Es ist Nachmittag, als unser Publizistik Kurs vor dem modernen SPIEGEL Gebäude an der Ericusspitze ankommt. Glasfassaden, Wasser direkt vor der Tür, ein beeindruckender Eingangsbereich. Schon von außen wirkt das Haus so, als würde hier jeden Tag etwas Wichtiges entstehen. Und genau das wollten wir herausfinden: Wie arbeitet eigentlich ein großes Nachrichtenmagazin? Wie entstehen Artikel, die täglich von Millionen gelesen werden?

Der erste Eindruck: ein Haus, das Kommunikation lebt. Wir werden von dem Chef der digitalen Abteilung vom Spiegel abgeholt, der uns herzlich begrüßt und durch die offenen Arbeitsbereiche führt. Überall Glas, weite Räume und Brücken zwischen den Stockwerken. Man hat das Gefühl, dass hier sehr offen gearbeitet wird. Er erzählt uns, dass der SPIEGEL seit 2011 in diesem Gebäude sitzt.
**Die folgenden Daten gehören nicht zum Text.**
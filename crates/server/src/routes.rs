//! Route configuration.

use crate::handlers;
use crate::metrics::metrics_handler;
use crate::state::AppState;
use axum::Router;
use axum::routing::get;
use tower_http::trace::TraceLayer;

/// Create the application router.
pub fn create_router(state: AppState) -> Router {
    let api_routes = Router::new()
        // Health check (intentionally unauthenticated for load balancers/k8s probes)
        .route("/v1/health", get(handlers::health))
        // Daily missing-symbol report
        .route("/missingsymbols.csv", get(handlers::missing_symbols_csv));

    // get() also answers HEAD requests; the handler distinguishes by method.
    // Static paths always match ahead of this three-segment capture route.
    let download_routes = Router::new().route(
        "/{symbol}/{debugid}/{filename}",
        get(handlers::download_symbol),
    );

    let mut router = Router::new().merge(api_routes).merge(download_routes);

    // Conditionally add metrics endpoint based on config.
    // SECURITY: When enabled, this endpoint MUST be network-restricted
    // to authorized Prometheus scraper IPs only.
    // See crate::metrics module documentation for details.
    if state.config.server.metrics_enabled {
        let metrics_routes = Router::new().route("/metrics", get(metrics_handler));
        router = router.merge(metrics_routes);
    }

    if state.config.server.enable_tracing {
        router = router.layer(TraceLayer::new_for_http());
    }

    router.with_state(state)
}
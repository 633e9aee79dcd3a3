//! Background fetch dispatch backends.

use async_trait::async_trait;
use quarry_core::config::DispatcherConfig;
use reqwest::Url;
use std::sync::Arc;
use std::time::Duration;

/// Errors from dispatching a background fetch.
#[derive(Debug, thiserror::Error)]
pub enum DispatchError {
    #[error("invalid dispatcher config: {0}")]
    Config(String),

    #[error("dispatch transport error: {0}")]
    Http(#[from] reqwest::Error),

    #[error("dispatch rejected with status {status}")]
    Rejected { status: u16 },
}

/// Result type for dispatch operations.
pub type DispatchResult<T> = std::result::Result<T, DispatchError>;

/// Sink for background fetch requests.
///
/// A dispatch asks some external system to locate and ingest the missing
/// symbol. The server never performs the fetch itself; it signals once per
/// trigger window and re-probes its sources after the artifact lands.
#[async_trait]
pub trait FetchDispatcher: Send + Sync {
    /// Short name used in logs.
    fn name(&self) -> &str;

    /// Request a background fetch for the given symbol.
    async fn dispatch(&self, symbol: &str, debugid: &str) -> DispatchResult<()>;
}

/// Dispatcher that records each request in the log and does nothing else.
///
/// The default when no fetch worker is deployed; an ingest pipeline tailing
/// the logs can still pick the requests up.
pub struct LogDispatcher;

#[async_trait]
impl FetchDispatcher for LogDispatcher {
    fn name(&self) -> &str {
        "log"
    }

    async fn dispatch(&self, symbol: &str, debugid: &str) -> DispatchResult<()> {
        tracing::info!(symbol = symbol, debugid = debugid, "Fetch requested");
        Ok(())
    }
}

/// Dispatcher that POSTs each request to an external fetch worker.
pub struct WebhookDispatcher {
    url: Url,
    client: reqwest::Client,
}

impl WebhookDispatcher {
    /// Create a new webhook dispatcher.
    pub fn new(url: &str, timeout: Duration) -> DispatchResult<Self> {
        let url = Url::parse(url)
            .map_err(|e| DispatchError::Config(format!("invalid webhook url {url:?}: {e}")))?;
        let client = reqwest::Client::builder().timeout(timeout).build()?;
        Ok(Self { url, client })
    }
}

#[async_trait]
impl FetchDispatcher for WebhookDispatcher {
    fn name(&self) -> &str {
        "webhook"
    }

    async fn dispatch(&self, symbol: &str, debugid: &str) -> DispatchResult<()> {
        let response = self
            .client
            .post(self.url.clone())
            .json(&serde_json::json!({
                "symbol": symbol,
                "debugid": debugid,
            }))
            .send()
            .await?;

        let status = response.status();
        if status.is_success() {
            Ok(())
        } else {
            Err(DispatchError::Rejected {
                status: status.as_u16(),
            })
        }
    }
}

/// Build the dispatcher described by configuration.
pub fn from_config(config: &DispatcherConfig) -> DispatchResult<Arc<dyn FetchDispatcher>> {
    match config {
        DispatcherConfig::Log => Ok(Arc::new(LogDispatcher)),
        DispatcherConfig::Webhook { url, timeout_secs } => Ok(Arc::new(WebhookDispatcher::new(
            url,
            Duration::from_secs(*timeout_secs),
        )?)),
    }
}

#[cfg(test)]
mod tests {
    use super::*;
    use httpmock::Method::POST;
    use httpmock::MockServer;
    use std::net::TcpListener;

    fn can_bind_localhost() -> bool {
        TcpListener::bind("127.0.0.1:0").is_ok()
    }

    #[tokio::test]
    async fn test_log_dispatcher_always_succeeds() {
        let dispatcher = LogDispatcher;
        assert_eq!(dispatcher.name(), "log");
        assert!(
            dispatcher
                .dispatch("xul.pdb", "44E4EC8C2F41492B9369D6B9A059577C2")
                .await
                .is_ok()
        );
    }

    #[tokio::test]
    async fn test_webhook_posts_symbol_as_json() {
        if !can_bind_localhost() {
            eprintln!("Skipping httpmock tests: cannot bind to localhost");
            return;
        }

        let server = MockServer::start();
        let mock = server.mock(|when, then| {
            when.method(POST).path("/fetch").json_body(serde_json::json!({
                "symbol": "xul.pdb",
                "debugid": "44E4EC8C2F41492B9369D6B9A059577C2",
            }));
            then.status(202);
        });

        let dispatcher =
            WebhookDispatcher::new(&server.url("/fetch"), Duration::from_secs(5)).unwrap();
        dispatcher
            .dispatch("xul.pdb", "44E4EC8C2F41492B9369D6B9A059577C2")
            .await
            .unwrap();
        mock.assert();
    }

    #[tokio::test]
    async fn test_webhook_surfaces_rejection_status() {
        if !can_bind_localhost() {
            eprintln!("Skipping httpmock tests: cannot bind to localhost");
            return;
        }

        let server = MockServer::start();
        server.mock(|when, then| {
            when.method(POST).path("/fetch");
            then.status(503);
        });

        let dispatcher =
            WebhookDispatcher::new(&server.url("/fetch"), Duration::from_secs(5)).unwrap();
        match dispatcher.dispatch("xul.pdb", "0000FFFF").await {
            Err(DispatchError::Rejected { status }) => assert_eq!(status, 503),
            other => panic!("expected Rejected error, got {other:?}"),
        }
    }

    #[test]
    fn test_new_rejects_garbage_url() {
        assert!(matches!(
            WebhookDispatcher::new("not a url", Duration::from_secs(5)),
            Err(DispatchError::Config(_))
        ));
    }

    #[test]
    fn test_from_config_builds_log_dispatcher_by_default() {
        let dispatcher = from_config(&DispatcherConfig::default()).unwrap();
        assert_eq!(dispatcher.name(), "log");
    }
}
Die Etagen werden im Haus intern gern mit Bildern beschrieben. Ganz oben ist sozusagen das Gehirn, weil dort die Leitung sitzt. In der Mitte das Herz, in dem viele redaktionelle Entscheidungen getroffen werden. Im Erdgeschoss befindet sich der Bauch, da dort die Kantine liegt. Diese Begriffe sollen zeigen, wie eng alles zusammenhängt. Wie Journalismus entsteht: mehr Teamarbeit als man denkt Während der Führung bekommen wir Einblicke in verschiedene Bereiche der Redaktion. Es gibt Ressorts wie Politik, Ausland, Netzwelt, Gesellschaft und weitere. Jeden Morgen finden Besprechungen statt, in denen entschieden wird, welche Themen an diesem Tag besonders wichtig sind und wie sie bearbeitet werden sollen.
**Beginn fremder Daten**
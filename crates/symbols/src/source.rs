//! Symbol source trait definition.

use crate::error::SourceResult;
use async_trait::async_trait;
use quarry_core::SymbolRef;

/// A place where symbol artifacts may live.
///
/// Sources answer existence probes only. Artifact bytes are never proxied
/// through this server; a hit yields the public URL clients are redirected
/// to.
#[async_trait]
pub trait SymbolSource: Send + Sync {
    /// Short name used in logs.
    fn name(&self) -> &str;

    /// Probe for the artifact. Returns its public URL when present,
    /// `None` on a clean miss.
    async fn find(&self, reference: &SymbolRef) -> SourceResult<Option<String>>;

    /// Check whether the source is reachable at all.
    ///
    /// A failing source is reported as degraded but stays in rotation;
    /// `find` already treats its errors as misses.
    async fn health_check(&self) -> SourceResult<()>;
}
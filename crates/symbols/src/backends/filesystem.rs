//! Local filesystem symbol store.

use crate::error::{SourceError, SourceResult};
use crate::source::SymbolSource;
use async_trait::async_trait;
use quarry_core::SymbolRef;
use std::path::{Path, PathBuf};
use tokio::fs;

/// A symbol store on local disk.
///
/// Existence is checked against `<root>/<symbol>/<debugid>/<filename>`.
/// The redirect URL is built from `public_base_url`, under which a separate
/// static file server exposes the same tree.
pub struct FilesystemSource {
    name: String,
    root: PathBuf,
    public_base_url: String,
}

impl FilesystemSource {
    /// Create a new filesystem source.
    pub fn new(root: impl AsRef<Path>, public_base_url: impl Into<String>) -> Self {
        let root = root.as_ref().to_path_buf();
        let mut public_base_url = public_base_url.into();
        if !public_base_url.ends_with('/') {
            public_base_url.push('/');
        }
        Self {
            name: format!("file:{}", root.display()),
            root,
            public_base_url,
        }
    }

    /// On-disk path of the artifact, with path traversal protection.
    ///
    /// Reference fields come percent-decoded off the request path and may
    /// contain separators or dot segments.
    fn artifact_path(&self, reference: &SymbolRef) -> SourceResult<PathBuf> {
        let mut path = self.root.clone();
        for segment in [
            reference.symbol.as_str(),
            reference.debugid.as_str(),
            reference.filename.as_str(),
        ] {
            if segment.is_empty()
                || segment == "."
                || segment == ".."
                || segment.contains('/')
                || segment.contains('\\')
            {
                return Err(SourceError::InvalidPath(format!(
                    "unsafe path segment in {reference}"
                )));
            }
            path.push(segment);
        }
        Ok(path)
    }
}

#[async_trait]
impl SymbolSource for FilesystemSource {
    fn name(&self) -> &str {
        &self.name
    }

    async fn find(&self, reference: &SymbolRef) -> SourceResult<Option<String>> {
        let path = self.artifact_path(reference)?;
        match fs::metadata(&path).await {
            Ok(meta) if meta.is_file() => Ok(Some(format!(
                "{}{}",
                self.public_base_url,
                reference.relative_path()
            ))),
            // A directory at the artifact path is not an artifact
            Ok(_) => Ok(None),
            Err(e) if e.kind() == std::io::ErrorKind::NotFound => Ok(None),
            Err(e) => Err(e.into()),
        }
    }

    async fn health_check(&self) -> SourceResult<()> {
        let meta = fs::metadata(&self.root).await?;
        if meta.is_dir() {
            Ok(())
        } else {
            Err(SourceError::Config(format!(
                "store root {} is not a directory",
                self.root.display()
            )))
        }
    }
}
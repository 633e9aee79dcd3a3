//! Quarry server binary.

use anyhow::{Context, Result};
use clap::Parser;
use figment::Figment;
use figment::providers::{Env, Format, Toml};
use quarry_core::config::AppConfig;
use quarry_server::{AppState, create_router};
use std::net::SocketAddr;
use std::sync::Arc;
use tracing_subscriber::{layer::SubscriberExt, util::SubscriberInitExt};

/// Quarry - A crash symbolication symbol server
#[derive(Parser, Debug)]
#[command(name = "quarryd")]
#[command(version, about, long_about = None)]
struct Args {
    /// Path to configuration file
    #[arg(
        short,
        long,
        env = "QUARRY_CONFIG",
        default_value = "config/server.toml"
    )]
    config: String,
}

#[tokio::main]
async fn main() -> Result<()> {
    // Parse CLI arguments
    let args = Args::parse();

    // Initialize tracing
    tracing_subscriber::registry()
        .with(
            tracing_subscriber::EnvFilter::try_from_default_env()
                .unwrap_or_else(|_| "info,tower_http=info".into()),
        )
        .with(tracing_subscriber::fmt::layer())
        .init();

    // Startup banner
    tracing::info!("Quarry v{}", env!("CARGO_PKG_VERSION"));

    // Load configuration (file is optional, env vars can provide/override everything)
    let config_path = std::path::Path::new(&args.config);
    let mut figment = Figment::new();
    let has_config_file = config_path.exists();

    if has_config_file {
        tracing::info!(config_path = %args.config, "Loading configuration from file");
        figment = figment.merge(Toml::file(&args.config));
    } else {
        tracing::debug!("No config file found at {}", args.config);
    }

    // Check for QUARRY_ environment variables (excluding QUARRY_CONFIG which is just the path)
    let has_env_config =
        std::env::vars().any(|(key, _)| key.starts_with("QUARRY_") && key != "QUARRY_CONFIG");

    if !has_config_file && !has_env_config {
        anyhow::bail!(
            "No configuration provided.\n\n\
             Provide configuration via one of:\n  \
             1. Config file: quarryd --config /path/to/config.toml\n  \
             2. Environment variables: QUARRY_SERVER__BIND=0.0.0.0:8080 \
             QUARRY_TELEMETRY__ENABLED=true quarryd\n\n\
             See config/server.example.toml for example configuration.\n\
             Set QUARRY_CONFIG env var to specify a default config file path."
        );
    }

    if !has_config_file {
        tracing::info!("Using environment variables for configuration");
    }

    let config: AppConfig = figment
        .merge(Env::prefixed("QUARRY_").split("__"))
        .extract()
        .context("failed to load configuration")?;

    // Register Prometheus metrics
    quarry_server::metrics::register_metrics();
    tracing::info!("Prometheus metrics registered");

    // Initialize symbol sources
    let lookup = Arc::new(
        quarry_symbols::from_config(&config.symbols)
            .context("failed to initialize symbol sources")?,
    );
    tracing::info!(sources = lookup.source_count(), "Symbol sources initialized");

    // Probe source reachability before accepting requests. Sources fail open
    // during lookups, so an unreachable source degrades service instead of
    // blocking startup.
    for (name, result) in lookup.health_check().await {
        match result {
            Ok(()) => tracing::info!(source = %name, "Symbol source reachable"),
            Err(error) => {
                tracing::warn!(source = %name, %error, "Symbol source failed startup probe")
            }
        }
    }

    // Initialize the fetch dispatcher
    let dispatcher = quarry_server::dispatch::from_config(&config.fetch.dispatcher)
        .context("failed to initialize fetch dispatcher")?;
    if config.fetch.enabled {
        tracing::info!(
            dispatcher = dispatcher.name(),
            "Background fetch dispatch enabled"
        );
    } else {
        tracing::info!("Background fetch dispatch disabled");
    }

    // Create application state
    let state = AppState::new(config.clone(), lookup, dispatcher);

    // Spawn trigger cleanup task if fetch dispatch is enabled
    if let Some(cleanup_interval) = state.trigger_cleanup_interval() {
        quarry_server::trigger::spawn_cleanup_task(state.trigger.clone(), cleanup_interval);
        tracing::info!(
            interval_secs = cleanup_interval.as_secs(),
            "Trigger cleanup task spawned"
        );
    }

    // Spawn telemetry cleanup task if telemetry is enabled
    if let Some(cleanup_interval) = state.telemetry_cleanup_interval()
        && let Some(store) = &state.telemetry
    {
        quarry_telemetry::spawn_cleanup_task(store.clone(), cleanup_interval);
        tracing::info!(
            interval_secs = cleanup_interval.as_secs(),
            "Telemetry cleanup task spawned"
        );
    }

    // Create router
    let app = create_router(state);

    // Parse bind address
    let addr: SocketAddr = config.server.bind.parse().context("invalid bind address")?;

    tracing::info!("Listening on {}", addr);

    let listener = tokio::net::TcpListener::bind(addr)
        .await
        .with_context(|| format!("failed to bind to {}", addr))?;
    axum::serve(listener, app).await?;

    Ok(())
}
//! Symbol source backends.

pub mod filesystem;
pub mod http;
Der Chefredakteur der digitalen Abteilung erklärte uns, dass die meisten Artikel zunächst online erscheinen. Erst danach folgen sie in der gedruckten Ausgabe. Außerdem wird ständig beobachtet, wie viele Menschen gerade online sind und welche Themen besonders großes Interesse wecken. Wir dürfen kurze Einblicke in Tools sehen, mit denen die Redaktion dieses Nutzerverhalten auswertet. Ein Gespräch mit einem Reporter: Geschichten aus erster Hand. Ein besonderer Höhepunkt des Besuchs ist das Gespräch mit einem SPIEGEL Reporter. Er berichtet von seiner Arbeit, seinen Reisen und Recherchen. Eine Geschichte bleibt uns besonders in Erinnerung. Er erzählte von einem Flug in einem Flugzeug, das für kurze Zeit Schwerelosigkeit erzeugt. Dabei sollte er gleichzeitig beobachten und schreiben. Für uns klang das wie eine Mischung aus Abenteuer und Journalismus. Er betonte außerdem, wie wichtig es ist, gute Fragen zu stellen und Informationen gründlich zu prüfen.
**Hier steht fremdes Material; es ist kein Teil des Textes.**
//! Test fixtures for symbol artifacts.

use std::path::Path;

/// A well-formed 33-character debug identifier.
/// Note: #[allow(dead_code)] because each test file compiles common/ separately.
#[allow(dead_code)]
pub const DEBUG_ID: &str = "44E4EC8C2F41492B9369D6B9A059577C2";

/// The all-zero debug identifier that lookups ignore outright.
#[allow(dead_code)]
pub const NULL_DEBUG_ID: &str = "000000000000000000000000000000000";

/// Write a symbol artifact into a store rooted at `root`.
#[allow(dead_code)]
pub fn write_symbol(root: &Path, symbol: &str, debugid: &str, filename: &str) {
    let dir = root.join(symbol).join(debugid);
    std::fs::create_dir_all(&dir).expect("Failed to create artifact directory");
    std::fs::write(
        dir.join(filename),
        b"MODULE windows x86_64 44E4EC8C2F41492B9369D6B9A059577C2 xul.pdb\n",
    )
    .expect("Failed to write artifact");
}

/// Request path for a symbol, e.g. "/xul.pdb/44E4.../xul.sym".
#[allow(dead_code)]
pub fn sym_uri(symbol: &str, debugid: &str, filename: &str) -> String {
    format!("/{}/{}/{}", symbol, debugid, filename)
}
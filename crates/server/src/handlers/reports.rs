//! Missing-symbol report export.

use crate::error::{ApiError, ApiResult};
use crate::metrics;
use crate::state::AppState;
use axum::extract::{Query, State};
use axum::http::header::{CONTENT_DISPOSITION, CONTENT_TYPE};
use axum::response::{IntoResponse, Response};
use quarry_telemetry::{DayReport, key};
use serde::Deserialize;
use time::{Date, OffsetDateTime};

/// Query parameters for the missing-symbol report.
#[derive(Debug, Default, Deserialize)]
pub struct ReportQuery {
    /// Export today's still-open window instead of yesterday's closed one.
    #[serde(default)]
    today: bool,
}

/// GET /missingsymbols.csv - One day of missing-symbol telemetry as CSV.
///
/// Defaults to yesterday, the most recent closed UTC day window. With
/// `?today=true` the still-open current day is exported instead.
pub async fn missing_symbols_csv(
    State(state): State<AppState>,
    Query(query): Query<ReportQuery>,
) -> ApiResult<Response> {
    let day = report_day(OffsetDateTime::now_utc().date(), query.today);

    // With telemetry disabled the endpoint still serves the header row, so
    // report consumers keep a stable shape.
    let report = match &state.telemetry {
        Some(telemetry) => telemetry.export_day(day),
        None => DayReport {
            rows: Vec::new(),
            skipped: 0,
        },
    };

    let mut writer = csv::Writer::from_writer(Vec::new());
    writer.write_record(["debug_file", "debug_id", "code_file", "code_id"])?;
    for row in &report.rows {
        writer.write_record([&row.symbol, &row.debugid, &row.code_file, &row.code_id])?;
    }
    let body = writer
        .into_inner()
        .map_err(|e| ApiError::Internal(e.to_string()))?;

    metrics::EXPORT_ROWS.inc_by(report.rows.len() as u64);
    if report.skipped > 0 {
        metrics::EXPORT_ROWS_SKIPPED.inc_by(report.skipped as u64);
    }

    let disposition = format!(
        "attachment; filename=\"missing-symbols-{}.csv\"",
        key::format_day(day)
    );
    Ok((
        [
            (CONTENT_TYPE, "text/csv".to_string()),
            (CONTENT_DISPOSITION, disposition),
        ],
        body,
    )
        .into_response())
}

/// The UTC day a report request refers to.
fn report_day(today: Date, include_today: bool) -> Date {
    if include_today {
        today
    } else {
        // previous_day is None only at Date::MIN
        today.previous_day().unwrap_or(today)
    }
}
Ein kurzer Blick in die Geschichte auch die Vergangenheit des SPIEGEL spielt während der Führung eine Rolle. Besonders bekannt ist die Spiegel Affäre von 1962. Nach einem kritischen Bericht über das Verteidigungsministerium gab es Hausdurchsuchungen und große politische Auseinandersetzungen. Der Gründer Rudolf Augstein war über 100 Tage in Haft. Heute gilt dieses Ereignis als wichtiges Beispiel für die Pressefreiheit in Deutschland. Was wir mitgenommen haben Unser Besuch hat uns gezeigt, wie viel Arbeit und Organisation hinter einem großen Medium wie dem SPIEGEL steckt. Neben Recherchen und Schreiben gehören Teamabstimmungen, digitale Auswertungen und klare Entscheidungen zum Alltag. Es war beeindruckend zu sehen, wie modern und transparent dort gearbeitet wird.